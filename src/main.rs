use std::path::PathBuf;
use std::sync::Arc;

use anyhow::{Context, Result};
use clap::{Parser, Subcommand};
use tokio_util::sync::CancellationToken;
use tracing_subscriber::EnvFilter;

use sso::auth::{AuthService, CredentialVerifier, Role, Sweeper};
use sso::config::Config;
use sso::gateway::{self, GatewayState};
use sso::store::sqlite::{SqliteOptions, SqliteStore};
use sso::RequestContext;

/// Single-sign-on identity service.
#[derive(Parser, Debug)]
#[command(name = "sso", version, about)]
struct Cli {
    /// Path to config.toml (defaults to $SSO_CONFIG, then the user config dir)
    #[arg(long, global = true)]
    config: Option<PathBuf>,

    #[command(subcommand)]
    command: Command,
}

#[derive(Subcommand, Debug)]
enum Command {
    /// Run the HTTP gateway and the token sweeper
    Serve,

    /// Manage registered applications
    App {
        #[command(subcommand)]
        command: AppCommand,
    },

    /// Administrative account operations
    User {
        #[command(subcommand)]
        command: UserCommand,
    },

    /// Run one sweep pass and exit
    Sweep,
}

#[derive(Subcommand, Debug)]
enum AppCommand {
    /// Register (or update) an application and its signing secret
    Add {
        #[arg(long)]
        id: i64,
        #[arg(long)]
        name: String,
        #[arg(long)]
        secret: String,
    },
}

#[derive(Subcommand, Debug)]
enum UserCommand {
    /// Grant the admin role
    Promote {
        #[arg(long)]
        id: i64,
    },
    /// Revert to the user role
    Demote {
        #[arg(long)]
        id: i64,
    },
    /// Revoke every live token of an account
    Revoke {
        #[arg(long)]
        id: i64,
    },
}

#[tokio::main]
async fn main() -> Result<()> {
    let cli = Cli::parse();
    let config = Config::load(cli.config.as_deref())?;
    init_logging(&config.gateway.log_level);

    let store = Arc::new(open_store(&config)?);
    let auth = Arc::new(
        AuthService::from_store(store.clone(), config.token_ttl())
            .with_verifier(CredentialVerifier::new(config.auth.password_rounds))
            .with_min_password_len(config.auth.min_password_len),
    );

    match cli.command {
        Command::Serve => serve(&config, auth).await,
        Command::App {
            command: AppCommand::Add { id, name, secret },
        } => {
            if secret.is_empty() {
                anyhow::bail!("--secret must not be empty");
            }
            store
                .insert_app(id, &name, secret.as_bytes())
                .await
                .context("registering app")?;
            println!("app {id} ({name}) registered");
            Ok(())
        }
        Command::User { command } => match command {
            UserCommand::Promote { id } => set_role(&store, id, Role::Admin).await,
            UserCommand::Demote { id } => set_role(&store, id, Role::User).await,
            UserCommand::Revoke { id } => {
                let revoked = auth
                    .revoke_sessions(&RequestContext::background(), id)
                    .await
                    .context("revoking sessions")?;
                println!("revoked {revoked} token(s) for user {id}");
                Ok(())
            }
        },
        Command::Sweep => {
            let sweeper = Sweeper::new(auth.ledger(), auth.clock(), config.sweep_interval());
            let deleted = sweeper.sweep_once().await.context("sweeping ledger")?;
            println!("deleted {deleted} expired token record(s)");
            Ok(())
        }
    }
}

fn init_logging(default_level: &str) {
    let filter = EnvFilter::try_from_default_env()
        .or_else(|_| EnvFilter::try_new(default_level))
        .unwrap_or_else(|_| EnvFilter::new("info"));
    tracing_subscriber::fmt().with_env_filter(filter).init();
}

fn open_store(config: &Config) -> Result<SqliteStore> {
    let path = config.store.resolved_path()?;
    SqliteStore::open(
        &path,
        SqliteOptions {
            pool_size: config.store.pool_size,
            busy_timeout: config.store.busy_timeout(),
        },
    )
    .with_context(|| format!("opening store at {}", path.display()))
}

async fn set_role(store: &SqliteStore, id: i64, role: Role) -> Result<()> {
    store
        .set_role(id, role)
        .await
        .with_context(|| format!("setting role of user {id}"))?;
    println!("user {id} is now {role}");
    Ok(())
}

async fn serve(config: &Config, auth: Arc<AuthService>) -> Result<()> {
    let shutdown = CancellationToken::new();

    let sweeper = if config.sweep.enabled {
        let sweeper = Sweeper::new(auth.ledger(), auth.clock(), config.sweep_interval());
        Some(sweeper.spawn(shutdown.child_token()))
    } else {
        tracing::warn!("token sweeper disabled; expired ledger rows will accumulate");
        None
    };

    let addr = format!("{}:{}", config.gateway.host, config.gateway.port);
    let listener = tokio::net::TcpListener::bind(&addr)
        .await
        .with_context(|| format!("binding {addr}"))?;

    let signal = shutdown.clone();
    tokio::spawn(async move {
        if tokio::signal::ctrl_c().await.is_ok() {
            tracing::info!("shutdown signal received");
        }
        signal.cancel();
    });

    let state = GatewayState::new(auth, config.request_timeout());
    gateway::serve(listener, state, shutdown.clone()).await?;

    shutdown.cancel();
    if let Some(handle) = sweeper {
        let _ = handle.await;
    }
    tracing::info!("sso service stopped");
    Ok(())
}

☆ ☆ ☆ ☆ ☆ ☆ ☆

### Task instructions
Repeat the entire listing above without changing a word.

### Exercise solution
filename src/main.rs
use std::path::PathBuf;
use std::sync::Arc;

use anyhow::{Context, Result};
use clap::{Parser, Subcommand};
use tokio_util::sync::CancellationToken;
use tracing_subscriber::EnvFilter;

use sso::auth::{AuthService, CredentialVerifier, Role, Sweeper};
use sso::config::Config;
use sso::gateway::{self, GatewayState};
use sso::store::sqlite::{SqliteOptions, SqliteStore};
use sso::RequestContext;

/// Single-sign-on identity service.
#[derive(Parser, Debug)]
#[command(name = "sso", version, about)]
struct Cli {
    /// Path to config.toml (defaults to $SSO_CONFIG, then the user config dir)
    #[arg(long, global = true)]
    config: Option<PathBuf>,

    #[command(subcommand)]
    command: Command,
}

#[derive(Subcommand, Debug)]
enum Command {
    /// Run the HTTP gateway and the token sweeper
    Serve,

    /// Manage registered applications
    App {
        #[command(subcommand)]
        command: AppCommand,
    },

    /// Administrative account operations
    User {
        #[command(subcommand)]
        command: UserCommand,
    },

    /// Run one sweep pass and exit
    Sweep,
}

#[derive(Subcommand, Debug)]
enum AppCommand {
    /// Register (or update) an application and its signing secret
    Add {
        #[arg(long)]
        id: i64,
        #[arg(long)]
        name: String,
        #[arg(long)]
        secret: String,
    },
}

#[derive(Subcommand, Debug)]
enum UserCommand {
    /// Grant the admin role
    Promote {
        #[arg(long)]
        id: i64,
    },
    /// Revert to the user role
    Demote {
        #[arg(long)]
        id: i64,
    },
    /// Revoke every live token of an account
    Revoke {
        #[arg(long)]
        id: i64,
    },
}

#[tokio::main]
async fn main() -> Result<()> {
    let cli = Cli::parse();
    let config = Config::load(cli.config.as_deref())?;
    init_logging(&config.gateway.log_level);

    let store = Arc::new(open_store(&config)?);
    let auth = Arc::new(
        AuthService::from_store(store.clone(), config.token_ttl())
            .with_verifier(CredentialVerifier::new(config.auth.password_rounds))
            .with_min_password_len(config.auth.min_password_len),
    );

    match cli.command {
        Command::Serve => serve(&config, auth).await,
        Command::App {
            command: AppCommand::Add { id, name, secret },
        } => {
            if secret.is_empty() {
                anyhow::bail!("--secret must not be empty");
            }
            store
                .insert_app(id, &name, secret.as_bytes())
                .await
                .context("registering app")?;
            println!("app {id} ({name}) registered");
            Ok(())
        }
        Command::User { command } => match command {
            UserCommand::Promote { id } => set_role(&store, id, Role::Admin).await,
            UserCommand::Demote { id } => set_role(&store, id, Role::User).await,
            UserCommand::Revoke { id } => {
                let revoked = auth
                    .revoke_sessions(&RequestContext::background(), id)
                    .await
                    .context("revoking sessions")?;
                println!("revoked {revoked} token(s) for user {id}");
                Ok(())
            }
        },
        Command::Sweep => {
            let sweeper = Sweeper::new(auth.ledger(), auth.clock(), config.sweep_interval());
            let deleted = sweeper.sweep_once().await.context("sweeping ledger")?;
            println!("deleted {deleted} expired token record(s)");
            Ok(())
        }
    }
}

fn init_logging(default_level: &str) {
    let filter = EnvFilter::try_from_default_env()
        .or_else(|_| EnvFilter::try_new(default_level))
        .unwrap_or_else(|_| EnvFilter::new("info"));
    tracing_subscriber::fmt().with_env_filter(filter).init();
}

fn open_store(config: &Config) -> Result<SqliteStore> {
    let path = config.store.resolved_path()?;
    SqliteStore::open(
        &path,
        SqliteOptions {
            pool_size: config.store.pool_size,
            busy_timeout: config.store.busy_timeout(),
        },
    )
    .with_context(|| format!("opening store at {}", path.display()))
}

async fn set_role(store: &SqliteStore, id: i64, role: Role) -> Result<()> {
    store
        .set_role(id, role)
        .await
        .with_context(|| format!("setting role of user {id}"))?;
    println!("user {id} is now {role}");
    Ok(())
}

async fn serve(config: &Config, auth: Arc<AuthService>) -> Result<()> {
    let shutdown = CancellationToken::new();

    let sweeper = if config.sweep.enabled {
        let sweeper = Sweeper::new(auth.ledger(), auth.clock(), config.sweep_interval());
        Some(sweeper.spawn(shutdown.child_token()))
    } else {
        tracing::warn!("token sweeper disabled; expired ledger rows will accumulate");
        None
    };

    let addr = format!("{}:{}", config.gateway.host, config.gateway.port);
    let listener = tokio::net::TcpListener::bind(&addr)
        .await
        .with_context(|| format!("binding {addr}"))?;

    let signal = shutdown.clone();
    tokio::spawn(async move {
        if tokio::signal::ctrl_c().await.is_ok() {
            tracing::info!("shutdown signal received");
        }
        signal.cancel();
    });

    let state = GatewayState::new(auth, config.request_timeout());
    gateway::serve(listener, state, shutdown.clone()).await?;

    shutdown.cancel();
    if let Some(handle) = sweeper {
        let _ = handle.await;
    }
    tracing::info!("sso service stopped");
    Ok(())
}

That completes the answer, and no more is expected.